#### WORK REQUEST
Read through the data and report every line in which the word "only" occurs.
(SUPPLIED DATA)
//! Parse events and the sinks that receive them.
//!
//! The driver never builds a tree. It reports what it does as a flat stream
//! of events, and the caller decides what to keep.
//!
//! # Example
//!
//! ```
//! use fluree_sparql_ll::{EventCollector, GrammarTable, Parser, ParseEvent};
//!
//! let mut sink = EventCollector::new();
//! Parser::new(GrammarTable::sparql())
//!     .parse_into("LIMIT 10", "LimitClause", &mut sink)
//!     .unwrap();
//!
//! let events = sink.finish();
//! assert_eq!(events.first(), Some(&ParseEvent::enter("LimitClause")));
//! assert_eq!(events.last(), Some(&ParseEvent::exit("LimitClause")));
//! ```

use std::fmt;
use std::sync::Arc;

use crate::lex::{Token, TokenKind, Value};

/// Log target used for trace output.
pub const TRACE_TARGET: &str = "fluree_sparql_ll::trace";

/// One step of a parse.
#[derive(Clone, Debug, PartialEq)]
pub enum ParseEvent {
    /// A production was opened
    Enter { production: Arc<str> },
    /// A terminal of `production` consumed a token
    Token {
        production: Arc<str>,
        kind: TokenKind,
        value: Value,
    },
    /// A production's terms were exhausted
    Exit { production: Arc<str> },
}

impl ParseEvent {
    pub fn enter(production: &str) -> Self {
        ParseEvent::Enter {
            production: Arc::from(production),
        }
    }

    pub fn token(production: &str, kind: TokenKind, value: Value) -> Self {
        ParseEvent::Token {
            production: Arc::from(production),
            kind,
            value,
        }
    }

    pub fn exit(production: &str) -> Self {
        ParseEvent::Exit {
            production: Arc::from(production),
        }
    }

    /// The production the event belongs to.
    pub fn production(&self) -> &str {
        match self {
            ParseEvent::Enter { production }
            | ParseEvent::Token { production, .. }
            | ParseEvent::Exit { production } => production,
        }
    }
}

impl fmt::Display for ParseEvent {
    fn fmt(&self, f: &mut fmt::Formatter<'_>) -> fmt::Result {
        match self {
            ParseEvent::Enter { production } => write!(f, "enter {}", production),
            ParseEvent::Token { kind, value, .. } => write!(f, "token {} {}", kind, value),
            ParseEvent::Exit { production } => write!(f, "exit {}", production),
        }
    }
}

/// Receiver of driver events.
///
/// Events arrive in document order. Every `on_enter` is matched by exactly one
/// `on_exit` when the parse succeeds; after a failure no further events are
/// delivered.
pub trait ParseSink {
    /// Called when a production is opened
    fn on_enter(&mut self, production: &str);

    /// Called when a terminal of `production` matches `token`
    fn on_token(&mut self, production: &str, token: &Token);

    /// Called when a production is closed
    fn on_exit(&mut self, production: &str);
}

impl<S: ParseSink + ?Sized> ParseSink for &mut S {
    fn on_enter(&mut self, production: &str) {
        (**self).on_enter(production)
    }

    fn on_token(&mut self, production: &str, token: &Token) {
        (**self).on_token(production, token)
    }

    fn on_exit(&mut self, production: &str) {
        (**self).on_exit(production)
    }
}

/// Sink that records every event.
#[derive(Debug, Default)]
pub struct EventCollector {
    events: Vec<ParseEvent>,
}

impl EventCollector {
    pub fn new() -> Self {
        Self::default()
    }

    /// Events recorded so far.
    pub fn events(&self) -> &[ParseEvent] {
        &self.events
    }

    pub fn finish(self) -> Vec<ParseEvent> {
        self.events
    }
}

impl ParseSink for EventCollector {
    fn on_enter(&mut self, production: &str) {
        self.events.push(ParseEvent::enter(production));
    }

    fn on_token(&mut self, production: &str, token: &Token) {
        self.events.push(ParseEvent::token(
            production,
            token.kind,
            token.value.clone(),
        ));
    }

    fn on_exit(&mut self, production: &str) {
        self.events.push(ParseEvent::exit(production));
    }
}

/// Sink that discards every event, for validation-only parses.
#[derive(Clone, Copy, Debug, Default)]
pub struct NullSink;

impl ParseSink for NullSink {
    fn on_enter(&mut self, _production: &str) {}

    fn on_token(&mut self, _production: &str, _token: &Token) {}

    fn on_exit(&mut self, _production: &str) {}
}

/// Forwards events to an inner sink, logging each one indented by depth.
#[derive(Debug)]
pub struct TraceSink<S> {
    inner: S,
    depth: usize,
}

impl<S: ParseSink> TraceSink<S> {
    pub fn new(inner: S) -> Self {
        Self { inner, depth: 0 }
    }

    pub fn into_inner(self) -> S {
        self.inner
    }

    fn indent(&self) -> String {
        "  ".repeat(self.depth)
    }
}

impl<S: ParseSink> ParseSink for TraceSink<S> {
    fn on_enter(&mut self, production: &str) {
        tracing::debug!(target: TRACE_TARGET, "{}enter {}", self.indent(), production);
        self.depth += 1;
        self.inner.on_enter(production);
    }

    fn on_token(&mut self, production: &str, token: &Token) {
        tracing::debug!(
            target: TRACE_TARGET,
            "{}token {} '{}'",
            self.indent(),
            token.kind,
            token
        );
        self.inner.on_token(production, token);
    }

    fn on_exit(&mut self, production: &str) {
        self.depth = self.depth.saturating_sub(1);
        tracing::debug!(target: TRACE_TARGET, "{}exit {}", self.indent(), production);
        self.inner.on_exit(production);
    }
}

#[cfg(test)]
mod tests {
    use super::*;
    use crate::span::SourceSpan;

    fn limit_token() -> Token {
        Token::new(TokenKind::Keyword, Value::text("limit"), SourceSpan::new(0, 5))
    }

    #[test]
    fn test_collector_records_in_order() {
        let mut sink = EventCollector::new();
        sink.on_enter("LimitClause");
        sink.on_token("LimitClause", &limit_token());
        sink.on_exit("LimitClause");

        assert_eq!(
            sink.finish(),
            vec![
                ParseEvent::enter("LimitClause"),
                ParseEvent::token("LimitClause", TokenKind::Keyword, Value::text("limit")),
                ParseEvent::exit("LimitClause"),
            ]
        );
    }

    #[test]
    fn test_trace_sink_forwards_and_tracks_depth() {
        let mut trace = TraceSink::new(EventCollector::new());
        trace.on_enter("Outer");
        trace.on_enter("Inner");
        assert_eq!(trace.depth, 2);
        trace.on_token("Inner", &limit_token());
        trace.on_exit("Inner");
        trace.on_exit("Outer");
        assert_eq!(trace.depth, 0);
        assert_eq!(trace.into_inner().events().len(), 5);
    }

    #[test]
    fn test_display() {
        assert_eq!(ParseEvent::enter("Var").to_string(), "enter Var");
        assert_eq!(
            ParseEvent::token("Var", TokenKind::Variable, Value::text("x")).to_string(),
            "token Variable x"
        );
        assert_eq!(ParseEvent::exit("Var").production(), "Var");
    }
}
(End SUPPLIED DATA)
(SUPPLIED DATA)
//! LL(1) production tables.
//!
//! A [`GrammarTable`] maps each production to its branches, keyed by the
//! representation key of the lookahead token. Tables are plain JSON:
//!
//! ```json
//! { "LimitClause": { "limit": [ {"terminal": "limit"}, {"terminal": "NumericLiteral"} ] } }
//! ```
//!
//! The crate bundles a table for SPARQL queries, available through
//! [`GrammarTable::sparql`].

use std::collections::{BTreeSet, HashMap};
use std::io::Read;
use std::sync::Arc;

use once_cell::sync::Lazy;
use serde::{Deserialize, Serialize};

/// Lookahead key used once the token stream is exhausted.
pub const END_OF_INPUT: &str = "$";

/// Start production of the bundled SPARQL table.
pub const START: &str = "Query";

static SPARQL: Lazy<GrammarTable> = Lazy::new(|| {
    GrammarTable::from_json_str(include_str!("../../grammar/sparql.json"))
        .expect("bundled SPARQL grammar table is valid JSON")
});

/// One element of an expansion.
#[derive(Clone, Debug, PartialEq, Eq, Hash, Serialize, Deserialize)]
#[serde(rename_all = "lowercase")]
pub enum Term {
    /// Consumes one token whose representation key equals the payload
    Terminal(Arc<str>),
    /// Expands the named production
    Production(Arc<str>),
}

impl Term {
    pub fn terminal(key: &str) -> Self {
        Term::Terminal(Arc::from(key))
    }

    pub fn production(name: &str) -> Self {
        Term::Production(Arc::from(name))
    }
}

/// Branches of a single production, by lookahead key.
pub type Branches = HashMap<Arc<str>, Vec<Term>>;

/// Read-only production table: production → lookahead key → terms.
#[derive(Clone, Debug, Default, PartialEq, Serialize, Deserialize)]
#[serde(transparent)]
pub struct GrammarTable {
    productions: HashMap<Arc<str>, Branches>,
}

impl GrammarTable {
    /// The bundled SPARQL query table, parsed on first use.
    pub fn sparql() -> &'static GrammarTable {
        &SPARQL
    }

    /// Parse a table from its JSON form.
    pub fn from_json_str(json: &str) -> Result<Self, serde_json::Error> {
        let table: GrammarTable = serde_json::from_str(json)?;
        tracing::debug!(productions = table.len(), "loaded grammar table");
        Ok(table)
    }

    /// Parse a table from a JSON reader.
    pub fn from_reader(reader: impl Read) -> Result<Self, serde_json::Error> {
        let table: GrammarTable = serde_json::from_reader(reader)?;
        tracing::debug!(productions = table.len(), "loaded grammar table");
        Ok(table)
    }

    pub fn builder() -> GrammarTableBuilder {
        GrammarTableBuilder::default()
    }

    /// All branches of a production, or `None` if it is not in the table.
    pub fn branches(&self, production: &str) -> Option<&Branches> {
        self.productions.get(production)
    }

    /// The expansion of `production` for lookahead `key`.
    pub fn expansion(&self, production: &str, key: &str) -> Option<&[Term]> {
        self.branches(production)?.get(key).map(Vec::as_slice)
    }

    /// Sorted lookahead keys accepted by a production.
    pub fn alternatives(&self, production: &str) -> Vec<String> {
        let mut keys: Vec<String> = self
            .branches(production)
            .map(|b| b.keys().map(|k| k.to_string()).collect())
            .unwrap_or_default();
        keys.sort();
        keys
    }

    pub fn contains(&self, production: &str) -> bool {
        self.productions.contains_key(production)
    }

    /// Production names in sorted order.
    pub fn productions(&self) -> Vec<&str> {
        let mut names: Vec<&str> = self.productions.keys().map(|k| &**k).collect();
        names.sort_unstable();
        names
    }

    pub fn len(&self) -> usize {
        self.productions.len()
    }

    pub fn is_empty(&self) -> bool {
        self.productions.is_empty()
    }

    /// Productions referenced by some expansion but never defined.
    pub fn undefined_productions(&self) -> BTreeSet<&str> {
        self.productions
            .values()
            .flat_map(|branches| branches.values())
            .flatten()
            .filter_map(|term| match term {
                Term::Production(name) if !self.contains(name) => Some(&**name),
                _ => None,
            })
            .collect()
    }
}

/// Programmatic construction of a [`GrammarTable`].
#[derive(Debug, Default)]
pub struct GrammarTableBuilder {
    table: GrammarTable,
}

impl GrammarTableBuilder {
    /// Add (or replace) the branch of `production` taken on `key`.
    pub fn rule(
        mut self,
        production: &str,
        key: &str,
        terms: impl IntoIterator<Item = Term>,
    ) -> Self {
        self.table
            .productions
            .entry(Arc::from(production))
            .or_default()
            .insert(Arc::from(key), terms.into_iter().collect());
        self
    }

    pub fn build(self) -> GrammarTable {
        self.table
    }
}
(End SUPPLIED DATA)
#### REPLY
/// Sink that discards every event, for validation-only parses.
/// Read-only production table: production → lookahead key → terms.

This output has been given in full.